The Story
Why it exists.
The beginning
Josh Lobb released Ore in 2009, making it one of Slumberhouse's earliest explorations outside the house's typical restraint. Where other niche lines were building toward restraint and minimalism, Lobb went dense, a dark, intense composition that leaned into warmth without sweetness, whiskey without gimmick. Ore arrived as a statement: there was room in the Pacific Northwest for a fragrance that smelled like it had been aged in wood, that carried the weight of something real rather than the simulation of it. The name itself, Ore, speaks to that ambition: material, unrefined, worth mining.

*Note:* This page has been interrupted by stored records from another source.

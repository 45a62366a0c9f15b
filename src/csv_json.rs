use serde_json::{Map, Value};
use thiserror::Error;

#[derive(Debug, Error)]
pub enum CsvJsonError {
    #[error("CSV input is empty")]
    EmptyCsv,

    #[error("Invalid JSON: {0}")]
    InvalidJson(#[from] serde_json::Error),

    #[error("JSON input must be an array of objects")]
    NotArrayOfObjects,
}

/// Convert CSV text to a JSON array of objects
///
/// The first record provides the keys. Every later non-blank record becomes
/// one object whose values are kept as strings; short rows are padded with empty
/// strings and surplus fields are dropped.
///
/// # Arguments
/// * `csv` - CSV text, header line first
///
/// # Returns
/// * `Result<Value, CsvJsonError>` - JSON array or an error
///
/// # Examples
/// ```
/// use toolbench::csv_json::csv_to_json;
///
/// let json = csv_to_json("name,age\nAlice,30").unwrap();
/// assert_eq!(json.to_string(), r#"[{"name":"Alice","age":"30"}]"#);
/// ```
pub fn csv_to_json(csv: &str) -> Result<Value, CsvJsonError> {
    let mut rows = parse_csv_records(csv).into_iter();
    let headers: Vec<String> = rows
        .next()
        .ok_or(CsvJsonError::EmptyCsv)?
        .into_iter()
        .map(|h| h.trim().to_string())
        .collect();

    let mut records = Vec::new();
    for fields in rows {
        let mut record = Map::new();
        for (i, header) in headers.iter().enumerate() {
            let value = fields.get(i).cloned().unwrap_or_default();
            record.insert(header.clone(), Value::String(value));
        }
        records.push(Value::Object(record));
    }

    log::debug!("parsed {} CSV records with {} columns", records.len(), headers.len());
    Ok(Value::Array(records))
}

/// Same as [`csv_to_json`] but rendered to text, pretty-printed when asked
pub fn csv_to_json_string(csv: &str, pretty: bool) -> Result<String, CsvJsonError> {
    let value = csv_to_json(csv)?;
    let text = if pretty {
        serde_json::to_string_pretty(&value)?
    } else {
        serde_json::to_string(&value)?
    };
    Ok(text)
}

/// Convert a JSON array of objects to CSV text
///
/// The header is the union of all keys in first-seen order. Strings are
/// written as-is, other scalars and nested values use their JSON text, and
/// `null` becomes an empty field.
///
/// # Arguments
/// * `json` - JSON text holding an array of objects
///
/// # Returns
/// * `Result<String, CsvJsonError>` - CSV lines joined by `\n`
pub fn json_to_csv(json: &str) -> Result<String, CsvJsonError> {
    let value: Value = serde_json::from_str(json)?;
    let rows = value.as_array().ok_or(CsvJsonError::NotArrayOfObjects)?;

    let mut objects = Vec::with_capacity(rows.len());
    for row in rows {
        objects.push(row.as_object().ok_or(CsvJsonError::NotArrayOfObjects)?);
    }

    let mut headers: Vec<&String> = Vec::new();
    for object in &objects {
        for key in object.keys() {
            if !headers.contains(&key) {
                headers.push(key);
            }
        }
    }

    let mut lines = Vec::with_capacity(objects.len() + 1);
    lines.push(
        headers
            .iter()
            .map(|h| escape_field(h))
            .collect::<Vec<_>>()
            .join(","),
    );

    for object in &objects {
        let line = headers
            .iter()
            .map(|h| match object.get(h.as_str()) {
                None | Some(Value::Null) => String::new(),
                Some(Value::String(s)) => escape_field(s),
                Some(other) => escape_field(&other.to_string()),
            })
            .collect::<Vec<_>>()
            .join(",");
        lines.push(line);
    }

    Ok(lines.join("\n"))
}

// Quote fields holding commas, quotes or line breaks; double inner quotes
pub(crate) fn escape_field(value: &str) -> String {
    if value.contains([',', '"', '\n', '\r']) {
        format!("\"{}\"", value.replace('"', "\"\""))
    } else {
        value.to_string()
    }
}

// Split CSV text into records. A newline inside quotes stays in its field;
// blank lines outside quotes are skipped.
fn parse_csv_records(text: &str) -> Vec<Vec<String>> {
    let mut records = Vec::new();
    let mut record = Vec::new();
    let mut current_field = String::new();
    let mut in_quotes = false;
    let mut quoted = false;
    let mut chars = text.chars().peekable();

    while let Some(c) = chars.next() {
        match c {
            '"' => {
                if in_quotes && chars.peek() == Some(&'"') {
                    // Doubled quote inside a quoted field
                    current_field.push('"');
                    chars.next();
                } else {
                    in_quotes = !in_quotes;
                    quoted = true;
                }
            }
            ',' if !in_quotes => {
                record.push(std::mem::take(&mut current_field));
            }
            '\r' if !in_quotes => {}
            '\n' if !in_quotes => {
                record.push(std::mem::take(&mut current_field));
                push_record(&mut records, std::mem::take(&mut record), quoted);
                quoted = false;
            }
            _ => current_field.push(c),
        }
    }

    record.push(current_field);
    push_record(&mut records, record, quoted);
    records
}

fn push_record(records: &mut Vec<Vec<String>>, record: Vec<String>, quoted: bool) {
    let blank = !quoted && record.len() == 1 && record[0].trim().is_empty();
    if !blank {
        records.push(record);
    }
}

What makes Ore unusual is its refusal to resolve cleanly into either a gourmand or a woody. The cocoa note here is not edible in the way that chocolate fragrances usually are, it's bitter, almost mineral, grounded by whiskey and oak in a combination that keeps pulling you between categories. That tension is the point. The boozy-vanilla heart doesn't sweeten so much as deepen, creating a sensation closer to aged spirits than confectionery. It's a fragrance that asks you to sit with it rather than consume it.
The evolution
The opening hits immediately, dark cocoa and whiskey arriving together, dense and confident. There's no gradual warm-up here; the scent announces itself in full, then slowly thins over the next hour as the heart emerges. The guaiac wood and peru balsam arrive quietly, adding a resinous layer that tempers the sweetness. The whiskey note grows more pronounced as the fragrance develops, settling into the woody base. By the second hour, the drydown settles: oak and mahogany asserting themselves, the cocoa fading into something more mineral and dry. The drydown lasts for hours, warm wood, faint vanilla, a whisper of smoke that stays close to the skin. On fabric, it persists until the next wash.
Cultural impact
Among niche fragrance collectors, Ore occupies a specific position: the one Slumberhouse release people describe as 'too much' and 'exactly right' in the same sentence. Its boozy cocoa and intense projection have earned it a devoted following among those who prefer their fragrances to announce rather than whisper.